The castle is an early Norman enclosure castle and is notable for the excellent state of preservation of its 12th century keep and survival of its 11th century features. It occupies a naturally defensive position on a cliff above the River Swale, and includes the standing remains of the castle, its three courts, castle bank and areas of surviving castle ditch. The earliest form of the castle was that of a massive curtain wall around two sides of a triangular central court (castle garth).
The documented history of Richmond Castle began sometime after 1071 when Count Alan Rufus ‘the Red’, a Breton cousin of William the Conqueror, took possession of the estate, with the earliest surviving buildings at the site likely erected c.1080. Rufus’ great-nephew, Duke Conan IV, would undertake a major expansion of the castle in the mid-12th century, probably also including the construction of the keep that can still be seen today.
While Richmond castle had some strategic value, more important was its role in the administration of the vast estate it oversaw called the Honour of Richmond, which underwent numerous changes of lordship during the Middle Ages and after. It owes its excellent state of preservation to it being overlooked by the Wars of the Roses and the Civil War. The castle had some investment during the 15th and early 16th century, but by the 17th and 18th century the castle was largely a ruin.

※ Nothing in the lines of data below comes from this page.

//! # One load cycle with bounded retry.
//!
//! Issues loads for a [`LoadTarget`] until one succeeds or the shared failure
//! counter exceeds the [`RetryPolicy`]. Publishes lifecycle events to [`Bus`].
//!
//! ## Event flow
//! ```text
//! attempt 1: LoadStarting → provider.load() ─ Ok  ──► return unit
//!                                           └ Err ──► LoadFailed
//!                                                     ├─ counter <= max ─► RetryScheduled → attempt 2
//!                                                     └─ counter >  max ─► reset counter
//!                                                                          RetriesExhausted
//!                                                                          return LoadFailure
//! ```
//!
//! ## Rules
//! - Retries are issued immediately; there is no delay and no timeout.
//! - The counter is **shared** with every other cycle of the same component.
//! - A non-retryable [`LoadError`](crate::LoadError) ends the cycle at once.
//! - `on_load_failed` fires on **every** failed attempt.
//! - Accepting or discarding the unit is the caller's job.

use std::sync::atomic::{AtomicU32, Ordering};

use crate::{
    error::PreloadError,
    events::{Bus, Event, EventKind},
    policies::RetryPolicy,
    resources::{Callbacks, LoadTarget, Provider},
};

/// Borrowed state needed to run one load cycle.
pub(crate) struct LoadCycle<'a, P: Provider> {
    pub provider: &'a P,
    pub target: &'a LoadTarget,
    pub callbacks: &'a Callbacks,
    pub bus: &'a Bus,
    pub retry: RetryPolicy,
    pub failures: &'a AtomicU32,
}

impl<P: Provider> LoadCycle<'_, P> {
    /// Runs the cycle until a unit is loaded or the ceiling is exceeded.
    pub(crate) async fn run(&self) -> Result<P::Unit, PreloadError> {
        let mut attempt: u32 = 0;

        loop {
            attempt += 1;
            self.publish(Event::new(EventKind::LoadStarting).with_attempt(attempt));

            let err = match self.provider.load(self.target).await {
                Ok(unit) => return Ok(unit),
                Err(e) => e,
            };

            self.publish(
                Event::new(EventKind::LoadFailed)
                    .with_attempt(attempt)
                    .with_reason(err.to_string()),
            );
            self.callbacks.load_failed(&self.target.key, &err);

            let failures = self.failures.fetch_add(1, Ordering::AcqRel) + 1;
            if !err.is_retryable() || !self.retry.allows(failures) {
                self.failures.store(0, Ordering::Release);
                self.publish(
                    Event::new(EventKind::RetriesExhausted)
                        .with_attempt(attempt)
                        .with_retries(failures)
                        .with_reason(err.as_label()),
                );
                return Err(PreloadError::LoadFailure {
                    kind: self.target.kind,
                    key: self.target.key.to_string(),
                    attempts: attempt,
                    reason: err.to_string(),
                });
            }

            self.publish(
                Event::new(EventKind::RetryScheduled)
                    .with_attempt(attempt)
                    .with_retries(failures),
            );
        }
    }

    fn publish(&self, ev: Event) {
        self.bus
            .publish(ev.with_resource(self.target.kind, self.target.key.shared()));
    }
}

#[cfg(test)]
mod tests {
    use super::*;
    use crate::error::LoadError;
    use crate::resources::{PoolConfig, ResourceKey, ResourceKind};
    use crate::test_support::{MockProvider, Outcome};
    use std::sync::Arc;
    use std::sync::atomic::AtomicUsize;

    fn target() -> LoadTarget {
        PoolConfig::new(ResourceKind::Interstitial, ResourceKey::new("k").unwrap(), 1).target()
    }

    #[tokio::test]
    async fn test_retries_then_succeeds() {
        let provider = MockProvider::new();
        provider.script([Outcome::Fail, Outcome::Fail, Outcome::Succeed]);
        let failures = AtomicU32::new(0);
        let failed = Arc::new(AtomicUsize::new(0));
        let f = failed.clone();
        let cbs = Callbacks::new().on_load_failed(move |_, _| {
            f.fetch_add(1, Ordering::SeqCst);
        });
        let target = target();
        let bus = Bus::new(64);

        let cycle = LoadCycle {
            provider: &provider,
            target: &target,
            callbacks: &cbs,
            bus: &bus,
            retry: RetryPolicy::default(),
            failures: &failures,
        };
        assert!(cycle.run().await.is_ok());
        assert_eq!(provider.load_count(), 3);
        assert_eq!(failed.load(Ordering::SeqCst), 2);
        // Success does not reset the shared counter.
        assert_eq!(failures.load(Ordering::SeqCst), 2);
    }

    #[tokio::test]
    async fn test_exhaustion_makes_four_attempts_and_resets_counter() {
        let provider = MockProvider::new();
        provider.fail_always();
        let failures = AtomicU32::new(0);
        let target = target();
        let bus = Bus::new(64);
        let mut rx = bus.subscribe();

        let cycle = LoadCycle {
            provider: &provider,
            target: &target,
            callbacks: &Callbacks::new(),
            bus: &bus,
            retry: RetryPolicy::default(),
            failures: &failures,
        };
        let err = cycle.run().await.unwrap_err();
        assert_eq!(provider.load_count(), 4);
        assert_eq!(failures.load(Ordering::SeqCst), 0);
        assert!(matches!(err, PreloadError::LoadFailure { attempts: 4, .. }));

        let mut kinds = Vec::new();
        while let Ok(ev) = rx.try_recv() {
            kinds.push(ev.kind);
        }
        assert_eq!(kinds.last(), Some(&EventKind::RetriesExhausted));
        assert_eq!(
            kinds.iter().filter(|k| **k == EventKind::RetryScheduled).count(),
            3
        );
    }

    #[tokio::test]
    async fn test_non_retryable_error_stops_immediately() {
        let provider = MockProvider::new();
        provider.script([Outcome::Error(LoadError::NotReady {
            reason: "sdk".into(),
        })]);
        let failures = AtomicU32::new(0);
        let target = target();
        let bus = Bus::new(8);

        let cycle = LoadCycle {
            provider: &provider,
            target: &target,
            callbacks: &Callbacks::new(),
            bus: &bus,
            retry: RetryPolicy::default(),
            failures: &failures,
        };
        assert!(cycle.run().await.is_err());
        assert_eq!(provider.load_count(), 1);
    }
}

During the 19th century, the castle became a depot for the North Yorkshire Militia. Married quarters were built on the west side of the great court to house militia staff sergeants and their families based in Richmond. The militia buildings were reused by the Green Howards regiment and later by the Non-Combatant Corps during the First World War, culminating with the married quarters being demolished in 1931. From 1911, the castle gradually came into state guardianship, and almost no evidence exists for how the interior grounds looked aside from the keep and great hall.
During the First World War, ‘The Richmond 16’, a group of conscientious objectors, were detained at the castle.